The RBI Monetary Policy Committee forecasted 6.8% growth for FY23 during its December meeting. Growth in the January-March 2023 quarter was 6.1%, above the predicted 4.1%. The service industry, construction, trade, and transportation have all witnessed strong growth.

This is encouraging news for equities investors. 

  • The Indian stock market has risen 7% in the last 60 days because the worst of the Ukraine-Russia conflict and increasing interest rates, which were weighing on the global economy, emerges to have passed. 
  • Commodity prices are constant, and the USD rate is not volatile. 

This paves a way to a large and long-term bet on Indian markets, a popular destination for investors seeking to infuse their funds in emerging economies.

Views from different experts on the Indian economy.
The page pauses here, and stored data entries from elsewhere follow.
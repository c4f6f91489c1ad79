//! Wire protocol of the activation authority.
//!
//! Every operation is a `POST` of a JSON request to a fixed path. Every
//! response is an [`Envelope`]: a success flag, a human-readable message, a
//! machine-readable [`Reason`] on failure and the operation's data on success.

use crate::{AccountId, HardwareId, Reason, TransferToken, TransferUsage};
use serde::{Deserialize, Serialize};

pub const GET_SUBSCRIPTION_BY_HARDWARE: &str = "/get-subscription-by-hardware";
pub const CHECK_ACTIVATION_STATUS: &str = "/check-activation-status";
pub const AUTHENTICATE: &str = "/activate";
pub const VALIDATE_CODE: &str = "/validate-code";
pub const REDEEM_CODE: &str = "/redeem-code";
pub const GENERATE_OTP: &str = "/generate-otp";
pub const VERIFY_OTP: &str = "/verify-otp";
pub const INITIATE_DEVICE_TRANSFER: &str = "/initiate-device-transfer";
pub const COMPLETE_DEVICE_TRANSFER: &str = "/complete-device-transfer";
pub const START_TRIAL: &str = "/start-trial";
pub const CONTINUE_TRIAL: &str = "/continue-trial-with-otp";
pub const CHECK_CODE_DEVICE_MISMATCH: &str = "/check-code-device-mismatch";
pub const REQUEST_CODE_REBIND: &str = "/request-code-rebind";
pub const REBIND_SUBSCRIPTION_CODE: &str = "/rebind-subscription-code";

/// Common response wrapper.
#[derive(Debug, Clone, PartialEq, Eq, Serialize, Deserialize)]
pub struct Envelope<T> {
    pub success: bool,
    pub message: String,
    #[serde(default, skip_serializing_if = "Option::is_none")]
    pub reason: Option<Reason>,
    #[serde(skip_serializing_if = "Option::is_none")]
    pub data: Option<T>,
    /// Seconds until a rate-limited request may be retried.
    #[serde(default, skip_serializing_if = "Option::is_none")]
    pub retry_after_secs: Option<u64>,
    /// Quota usage attached to `max_transfers_exceeded` denials.
    #[serde(default, skip_serializing_if = "Option::is_none")]
    pub usage: Option<TransferUsage>,
}

impl<T> Envelope<T> {
    /// A successful response carrying `data`.
    pub fn ok(message: impl Into<String>, data: T) -> Self {
        Self {
            success: true,
            message: message.into(),
            reason: None,
            data: Some(data),
            retry_after_secs: None,
            usage: None,
        }
    }

    /// A successful response without a payload.
    pub fn done(message: impl Into<String>) -> Self {
        Self {
            success: true,
            message: message.into(),
            reason: None,
            data: None,
            retry_after_secs: None,
            usage: None,
        }
    }

    /// A failed response classified by `reason`.
    pub fn fail(reason: Reason, message: impl Into<String>) -> Self {
        Self {
            success: false,
            message: message.into(),
            reason: Some(reason),
            data: None,
            retry_after_secs: None,
            usage: None,
        }
    }

    #[must_use]
    pub fn with_retry_after(mut self, secs: u64) -> Self {
        self.retry_after_secs = Some(secs);
        self
    }

    #[must_use]
    pub fn with_usage(mut self, usage: TransferUsage) -> Self {
        self.usage = Some(usage);
        self
    }
}

#[derive(Debug, Clone, PartialEq, Eq, Serialize, Deserialize)]
pub struct HardwareLookupRequest {
    pub hardware_id: HardwareId,
}

#[derive(Debug, Clone, PartialEq, Eq, Serialize, Deserialize)]
pub struct StatusRequest {
    pub email: AccountId,
}

#[derive(Debug, Clone, PartialEq, Eq, Serialize, Deserialize)]
pub struct AuthenticateRequest {
    pub email: AccountId,
    pub hardware_id: HardwareId,
}

#[derive(Debug, Clone, PartialEq, Eq, Serialize, Deserialize)]
pub struct ValidateCodeRequest {
    pub code: String,
    pub email: AccountId,
}

#[derive(Debug, Clone, PartialEq, Eq, Serialize, Deserialize)]
pub struct RedeemCodeRequest {
    pub code: String,
    pub email: AccountId,
    pub hardware_id: HardwareId,
}

#[derive(Debug, Clone, PartialEq, Eq, Serialize, Deserialize)]
pub struct GenerateOtpRequest {
    pub email: AccountId,
}

#[derive(Debug, Clone, PartialEq, Eq, Serialize, Deserialize)]
pub struct VerifyOtpRequest {
    pub email: AccountId,
    pub otp_code: String,
    pub hardware_id: HardwareId,
}

#[derive(Debug, Clone, PartialEq, Eq, Serialize, Deserialize)]
pub struct InitiateTransferRequest {
    pub email: AccountId,
    pub current_hardware_id: HardwareId,
}

#[derive(Debug, Clone, PartialEq, Eq, Serialize, Deserialize)]
pub struct CompleteTransferRequest {
    pub email: AccountId,
    pub new_hardware_id: HardwareId,
    pub transfer_token: TransferToken,
}

#[derive(Debug, Clone, PartialEq, Eq, Serialize, Deserialize)]
pub struct StartTrialRequest {
    pub email: AccountId,
    pub hardware_id: HardwareId,
}

#[derive(Debug, Clone, PartialEq, Eq, Serialize, Deserialize)]
pub struct ContinueTrialRequest {
    pub email: AccountId,
    pub hardware_id: HardwareId,
    pub otp_code: String,
}

#[derive(Debug, Clone, PartialEq, Eq, Serialize, Deserialize)]
pub struct CodeBindingRequest {
    pub code: String,
    pub current_hardware_id: HardwareId,
}

/// Asks for a passcode to be mailed to the account holding `code`.
#[derive(Debug, Clone, PartialEq, Eq, Serialize, Deserialize)]
pub struct CodeRebindRequest {
    pub code: String,
}

#[derive(Debug, Clone, PartialEq, Eq, Serialize, Deserialize)]
pub struct ConfirmCodeRebindRequest {
    pub code: String,
    pub otp_code: String,
    pub new_hardware_id: HardwareId,
}
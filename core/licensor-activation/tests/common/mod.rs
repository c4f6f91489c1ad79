//! Shared test helpers for activation tests.

#![allow(dead_code)]

use async_trait::async_trait;
use chrono::{DateTime, Duration, TimeZone, Utc};
use licensor_activation::{
    ActivationAuthority, AuthorityError, AuthorityResult, LicensePrompt, ManualClock, Notice,
};
use licensor_types::{
    AccountId, ActivationRecord, CodeBinding, CodeValidation, HardwareId, SubscriptionSummary,
    TransferReceipt, TransferTicket, TransferToken, TrialOffer,
};
use std::collections::{HashMap, VecDeque};
use std::sync::Mutex;

/// Fixed start time for every test.
pub fn t0() -> DateTime<Utc> {
    Utc.with_ymd_and_hms(2030, 1, 1, 12, 0, 0).unwrap()
}

pub fn account(email: &str) -> AccountId {
    AccountId::new(email).unwrap()
}

pub fn hw(id: &str) -> HardwareId {
    HardwareId::new(id).unwrap()
}

pub fn summary(email: &str, hardware: Option<&str>, now: DateTime<Utc>) -> SubscriptionSummary {
    SubscriptionSummary {
        account: account(email),
        tier: "pro".to_string(),
        expires_at: now + Duration::days(30),
        is_active: true,
        hardware_id: hardware.map(hw),
    }
}

/// Active record with a 30-day expiry.
pub fn active_record(email: &str, hardware: &str, now: DateTime<Utc>) -> ActivationRecord {
    let mut record = ActivationRecord::from_summary(&summary(email, None, now), hw(hardware));
    record.activated_at = Some(now - Duration::days(1));
    record.email_verified = true;
    record
}

pub fn rejected(reason: licensor_types::Reason) -> AuthorityError {
    AuthorityError::rejected(reason, format!("rejected: {reason}"))
}

pub fn unreachable() -> AuthorityError {
    AuthorityError::Unreachable("connection refused".to_string())
}

/// Replays scripted results in order; the last one repeats forever.
pub struct Script<T>(Mutex<VecDeque<T>>);

impl<T: Clone> Script<T> {
    pub fn new(items: Vec<T>) -> Self {
        Self(Mutex::new(items.into()))
    }

    fn next(&self) -> Option<T> {
        let mut queue = self.0.lock().unwrap();
        if queue.len() > 1 {
            queue.pop_front()
        } else {
            queue.front().cloned()
        }
    }
}

impl<T: Clone> Default for Script<T> {
    fn default() -> Self {
        Self::new(Vec::new())
    }
}

fn unscripted<T>(op: &str) -> AuthorityResult<T> {
    Err(AuthorityError::Protocol(format!("{op} not scripted")))
}

/// Scripted [`ActivationAuthority`].
#[derive(Default)]
pub struct MockAuthority {
    pub lookup: Script<AuthorityResult<Option<SubscriptionSummary>>>,
    pub status: Script<AuthorityResult<ActivationRecord>>,
    pub authenticate: Script<AuthorityResult<SubscriptionSummary>>,
    pub validate: Script<AuthorityResult<CodeValidation>>,
    pub redeem: Script<AuthorityResult<SubscriptionSummary>>,
    pub otp: Script<AuthorityResult<()>>,
    pub verify: Script<AuthorityResult<Option<SubscriptionSummary>>>,
    pub initiate: Script<AuthorityResult<TransferTicket>>,
    pub complete: Script<AuthorityResult<TransferReceipt>>,
    pub trial: Script<AuthorityResult<TrialOffer>>,
    pub continue_trial: Script<AuthorityResult<SubscriptionSummary>>,
    pub binding: Script<AuthorityResult<CodeBinding>>,
    pub rebind: Script<AuthorityResult<SubscriptionSummary>>,
    calls: Mutex<HashMap<&'static str, usize>>,
    /// Advances this clock on every status check.
    tick: Option<(ManualClock, Duration)>,
}

impl MockAuthority {
    pub fn new() -> Self {
        Self::default()
    }

    pub fn with_lookup(mut self, items: Vec<AuthorityResult<Option<SubscriptionSummary>>>) -> Self {
        self.lookup = Script::new(items);
        self
    }

    pub fn with_status(mut self, items: Vec<AuthorityResult<ActivationRecord>>) -> Self {
        self.status = Script::new(items);
        self
    }

    pub fn with_authenticate(mut self, items: Vec<AuthorityResult<SubscriptionSummary>>) -> Self {
        self.authenticate = Script::new(items);
        self
    }

    pub fn with_validate(mut self, items: Vec<AuthorityResult<CodeValidation>>) -> Self {
        self.validate = Script::new(items);
        self
    }

    pub fn with_redeem(mut self, items: Vec<AuthorityResult<SubscriptionSummary>>) -> Self {
        self.redeem = Script::new(items);
        self
    }

    pub fn with_otp(mut self, items: Vec<AuthorityResult<()>>) -> Self {
        self.otp = Script::new(items);
        self
    }

    pub fn with_verify(mut self, items: Vec<AuthorityResult<Option<SubscriptionSummary>>>) -> Self {
        self.verify = Script::new(items);
        self
    }

    pub fn with_initiate(mut self, items: Vec<AuthorityResult<TransferTicket>>) -> Self {
        self.initiate = Script::new(items);
        self
    }

    pub fn with_complete(mut self, items: Vec<AuthorityResult<TransferReceipt>>) -> Self {
        self.complete = Script::new(items);
        self
    }

    pub fn with_trial(mut self, items: Vec<AuthorityResult<TrialOffer>>) -> Self {
        self.trial = Script::new(items);
        self
    }

    pub fn with_continue_trial(mut self, items: Vec<AuthorityResult<SubscriptionSummary>>) -> Self {
        self.continue_trial = Script::new(items);
        self
    }

    pub fn with_binding(mut self, items: Vec<AuthorityResult<CodeBinding>>) -> Self {
        self.binding = Script::new(items);
        self
    }

    pub fn with_rebind(mut self, items: Vec<AuthorityResult<SubscriptionSummary>>) -> Self {
        self.rebind = Script::new(items);
        self
    }

    pub fn ticking(mut self, clock: ManualClock, step: Duration) -> Self {
        self.tick = Some((clock, step));
        self
    }

    /// How many times `op` was called.
    pub fn calls(&self, op: &str) -> usize {
        self.calls.lock().unwrap().get(op).copied().unwrap_or(0)
    }

    fn record(&self, op: &'static str) {
        *self.calls.lock().unwrap().entry(op).or_insert(0) += 1;
    }
}

#[async_trait]
impl ActivationAuthority for MockAuthority {
    async fn subscription_by_hardware(
        &self,
        _hardware_id: &HardwareId,
    ) -> AuthorityResult<Option<SubscriptionSummary>> {
        self.record("lookup");
        self.lookup.next().unwrap_or(Ok(None))
    }

    async fn check_status(&self, _account: &AccountId) -> AuthorityResult<ActivationRecord> {
        self.record("status");
        if let Some((clock, step)) = &self.tick {
            clock.advance(*step);
        }
        self.status.next().unwrap_or_else(|| unscripted("status"))
    }

    async fn authenticate(
        &self,
        _account: &AccountId,
        _hardware_id: &HardwareId,
    ) -> AuthorityResult<SubscriptionSummary> {
        self.record("authenticate");
        self.authenticate
            .next()
            .unwrap_or_else(|| unscripted("authenticate"))
    }

    async fn validate_code(
        &self,
        _code: &str,
        _account: &AccountId,
    ) -> AuthorityResult<CodeValidation> {
        self.record("validate");
        self.validate.next().unwrap_or_else(|| unscripted("validate"))
    }

    async fn redeem_code(
        &self,
        _code: &str,
        _account: &AccountId,
        _hardware_id: &HardwareId,
    ) -> AuthorityResult<SubscriptionSummary> {
        self.record("redeem");
        self.redeem.next().unwrap_or_else(|| unscripted("redeem"))
    }

    async fn generate_otp(&self, _account: &AccountId) -> AuthorityResult<()> {
        self.record("otp");
        self.otp.next().unwrap_or(Ok(()))
    }

    async fn verify_otp(
        &self,
        _account: &AccountId,
        _otp: &str,
        _hardware_id: &HardwareId,
    ) -> AuthorityResult<Option<SubscriptionSummary>> {
        self.record("verify");
        self.verify.next().unwrap_or_else(|| unscripted("verify"))
    }

    async fn initiate_transfer(
        &self,
        _account: &AccountId,
        _current_hardware_id: &HardwareId,
    ) -> AuthorityResult<TransferTicket> {
        self.record("initiate");
        self.initiate.next().unwrap_or_else(|| unscripted("initiate"))
    }

    async fn complete_transfer(
        &self,
        _account: &AccountId,
        _new_hardware_id: &HardwareId,
        _token: &TransferToken,
    ) -> AuthorityResult<TransferReceipt> {
        self.record("complete");
        self.complete.next().unwrap_or_else(|| unscripted("complete"))
    }

    async fn start_trial(
        &self,
        _account: &AccountId,
        _hardware_id: &HardwareId,
    ) -> AuthorityResult<TrialOffer> {
        self.record("trial");
        self.trial.next().unwrap_or_else(|| unscripted("trial"))
    }

    async fn continue_trial(
        &self,
        _account: &AccountId,
        _otp: &str,
        _hardware_id: &HardwareId,
    ) -> AuthorityResult<SubscriptionSummary> {
        self.record("continue_trial");
        self.continue_trial
            .next()
            .unwrap_or_else(|| unscripted("continue_trial"))
    }

    async fn check_code_binding(
        &self,
        _code: &str,
        _current_hardware_id: &HardwareId,
    ) -> AuthorityResult<CodeBinding> {
        self.record("binding");
        self.binding.next().unwrap_or_else(|| unscripted("binding"))
    }

    async fn request_code_rebind(&self, _code: &str) -> AuthorityResult<()> {
        self.record("rebind_otp");
        self.otp.next().unwrap_or(Ok(()))
    }

    async fn confirm_code_rebind(
        &self,
        _code: &str,
        _otp: &str,
        _new_hardware_id: &HardwareId,
    ) -> AuthorityResult<SubscriptionSummary> {
        self.record("rebind");
        self.rebind.next().unwrap_or_else(|| unscripted("rebind"))
    }
}

/// License prompt that hands out scripted activations and remembers the
/// notices it was shown.
#[derive(Default)]
pub struct ScriptedPrompt {
    answers: Mutex<VecDeque<Option<ActivationRecord>>>,
    notices: Mutex<Vec<Option<Notice>>>,
}

impl ScriptedPrompt {
    pub fn new(answers: Vec<Option<ActivationRecord>>) -> Self {
        Self {
            answers: Mutex::new(answers.into()),
            notices: Mutex::new(Vec::new()),
        }
    }

    pub fn notices(&self) -> Vec<Option<Notice>> {
        self.notices.lock().unwrap().clone()
    }

    pub fn times_shown(&self) -> usize {
        self.notices.lock().unwrap().len()
    }
}

#[async_trait]
impl LicensePrompt for ScriptedPrompt {
    async fn request_activation(&self, notice: Option<&Notice>) -> Option<ActivationRecord> {
        self.notices.lock().unwrap().push(notice.cloned());
        self.answers.lock().unwrap().pop_front().flatten()
    }
}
According to a Goldman Sachs analysis, India has attractive long-term beta and outsized alpha potential in emerging markets due to a domestic macro environment that seems stable given peak inflation/rates and a current sustainable account. In the last two decades, India’s economy has grown sevenfold, with a nominal GDP CAGR of 10%. Equity returns have matched this strong economic performance, with the BSE 200 offering 16%/13% annualised returns in local currency/USD terms, nearly double the 7% offered by the MSCI EM Index, it noted last week in a report.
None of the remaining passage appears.